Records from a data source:
//! Cooperative single-threaded runtime.
//!
//! - `Scheduler` / `Task`: eager, single-owner resumable computations with
//!   continuation chaining
//! - `Selector`: per-fd waiter registry over mio readiness polling
//! - `RecvBuffer` / `Connection`: per-connection socket state
//!
//! `Runtime` ties the scheduler and selector together. One `tick` runs a
//! single readiness query and then resumes everything that became ready,
//! including continuations of computations that completed along the way.

mod buffer;
mod connection;
mod selector;
mod task;

pub(crate) use connection::Connection;
pub(crate) use selector::Wakeup;
pub(crate) use task::{Task, TaskError};

use selector::{Direction, Selector, WaitReady};
use task::Scheduler;

use std::cell::RefCell;
use std::future::Future;
use std::io;
use std::os::unix::io::RawFd;
use std::rc::Rc;
use std::time::Duration;
use tracing::trace;

/// Handle to the scheduler and selector. Clones share the same state.
#[derive(Clone)]
pub struct Runtime {
    scheduler: Scheduler,
    selector: Rc<RefCell<Selector>>,
}

impl Runtime {
    /// `poll_interval` bounds how long one tick waits for readiness.
    pub fn new(poll_interval: Duration) -> io::Result<Self> {
        Ok(Self {
            scheduler: Scheduler::new(),
            selector: Rc::new(RefCell::new(Selector::new(poll_interval)?)),
        })
    }

    pub fn spawn<F>(&self, future: F) -> Task<F::Output>
    where
        F: Future + 'static,
        F::Output: 'static,
    {
        self.scheduler.spawn(future)
    }

    /// Suspend until `fd` is readable.
    pub fn readable(&self, fd: RawFd) -> WaitReady {
        WaitReady::new(Rc::clone(&self.selector), fd, Direction::Read)
    }

    /// Suspend until `fd` is writable.
    pub fn writable(&self, fd: RawFd) -> WaitReady {
        WaitReady::new(Rc::clone(&self.selector), fd, Direction::Write)
    }

    /// One readiness query, then resume everything it made ready.
    /// Returns the number of waiters the query resumed.
    pub fn tick(&self, extra: Option<RawFd>) -> usize {
        let woken = self.selector.borrow_mut().tick(extra);
        let resumed = self.scheduler.run_ready();
        if resumed > 0 {
            let waiting = self.selector.borrow().pending();
            trace!(woken, resumed, waiting, "tick");
        }
        woken
    }

    /// Cancel every wait on `fd`; the waiters observe `Wakeup::Cancelled`.
    pub fn cancel(&self, fd: RawFd) -> usize {
        let cancelled = self.selector.borrow_mut().cancel(fd);
        self.scheduler.run_ready();
        cancelled
    }

    /// Resume every waiter with `Wakeup::Shutdown` and let them run.
    pub fn shutdown(&self) -> usize {
        let woken = self.selector.borrow_mut().shutdown();
        self.scheduler.run_ready();
        woken
    }

    /// Drive the runtime until `task` completes and return its result.
    ///
    /// Bridges ordinary code into the cooperative world; never call it from
    /// inside a task.
    pub fn block_on<T>(&self, mut task: Task<T>) -> Result<T, TaskError> {
        loop {
            if let Some(result) = task.try_take() {
                return result;
            }
            if self.scheduler.run_ready() == 0 && !task.is_done() {
                self.tick(None);
            }
        }
    }

    pub fn scheduler(&self) -> &Scheduler {
        &self.scheduler
    }

    pub fn selector(&self) -> &Rc<RefCell<Selector>> {
        &self.selector
    }
}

→ About this exercise:
A word-for-word transcription of the data above is required.

→ Exercise result:
//! Cooperative single-threaded runtime.
//!
//! - `Scheduler` / `Task`: eager, single-owner resumable computations with
//!   continuation chaining
//! - `Selector`: per-fd waiter registry over mio readiness polling
//! - `RecvBuffer` / `Connection`: per-connection socket state
//!
//! `Runtime` ties the scheduler and selector together. One `tick` runs a
//! single readiness query and then resumes everything that became ready,
//! including continuations of computations that completed along the way.

mod buffer;
mod connection;
mod selector;
mod task;

pub(crate) use connection::Connection;
pub(crate) use selector::Wakeup;
pub(crate) use task::{Task, TaskError};

use selector::{Direction, Selector, WaitReady};
use task::Scheduler;

use std::cell::RefCell;
use std::future::Future;
use std::io;
use std::os::unix::io::RawFd;
use std::rc::Rc;
use std::time::Duration;
use tracing::trace;

/// Handle to the scheduler and selector. Clones share the same state.
#[derive(Clone)]
pub struct Runtime {
    scheduler: Scheduler,
    selector: Rc<RefCell<Selector>>,
}

impl Runtime {
    /// `poll_interval` bounds how long one tick waits for readiness.
    pub fn new(poll_interval: Duration) -> io::Result<Self> {
        Ok(Self {
            scheduler: Scheduler::new(),
            selector: Rc::new(RefCell::new(Selector::new(poll_interval)?)),
        })
    }

    pub fn spawn<F>(&self, future: F) -> Task<F::Output>
    where
        F: Future + 'static,
        F::Output: 'static,
    {
        self.scheduler.spawn(future)
    }

    /// Suspend until `fd` is readable.
    pub fn readable(&self, fd: RawFd) -> WaitReady {
        WaitReady::new(Rc::clone(&self.selector), fd, Direction::Read)
    }

    /// Suspend until `fd` is writable.
    pub fn writable(&self, fd: RawFd) -> WaitReady {
        WaitReady::new(Rc::clone(&self.selector), fd, Direction::Write)
    }

    /// One readiness query, then resume everything it made ready.
    /// Returns the number of waiters the query resumed.
    pub fn tick(&self, extra: Option<RawFd>) -> usize {
        let woken = self.selector.borrow_mut().tick(extra);
        let resumed = self.scheduler.run_ready();
        if resumed > 0 {
            let waiting = self.selector.borrow().pending();
            trace!(woken, resumed, waiting, "tick");
        }
        woken
    }

    /// Cancel every wait on `fd`; the waiters observe `Wakeup::Cancelled`.
    pub fn cancel(&self, fd: RawFd) -> usize {
        let cancelled = self.selector.borrow_mut().cancel(fd);
        self.scheduler.run_ready();
        cancelled
    }

    /// Resume every waiter with `Wakeup::Shutdown` and let them run.
    pub fn shutdown(&self) -> usize {
        let woken = self.selector.borrow_mut().shutdown();
        self.scheduler.run_ready();
        woken
    }

    /// Drive the runtime until `task` completes and return its result.
    ///
    /// Bridges ordinary code into the cooperative world; never call it from
    /// inside a task.
    pub fn block_on<T>(&self, mut task: Task<T>) -> Result<T, TaskError> {
        loop {
            if let Some(result) = task.try_take() {
                return result;
            }
            if self.scheduler.run_ready() == 0 && !task.is_done() {
                self.tick(None);
            }
        }
    }

    pub fn scheduler(&self) -> &Scheduler {
        &self.scheduler
    }

    pub fn selector(&self) -> &Rc<RefCell<Selector>> {
        &self.selector
    }
}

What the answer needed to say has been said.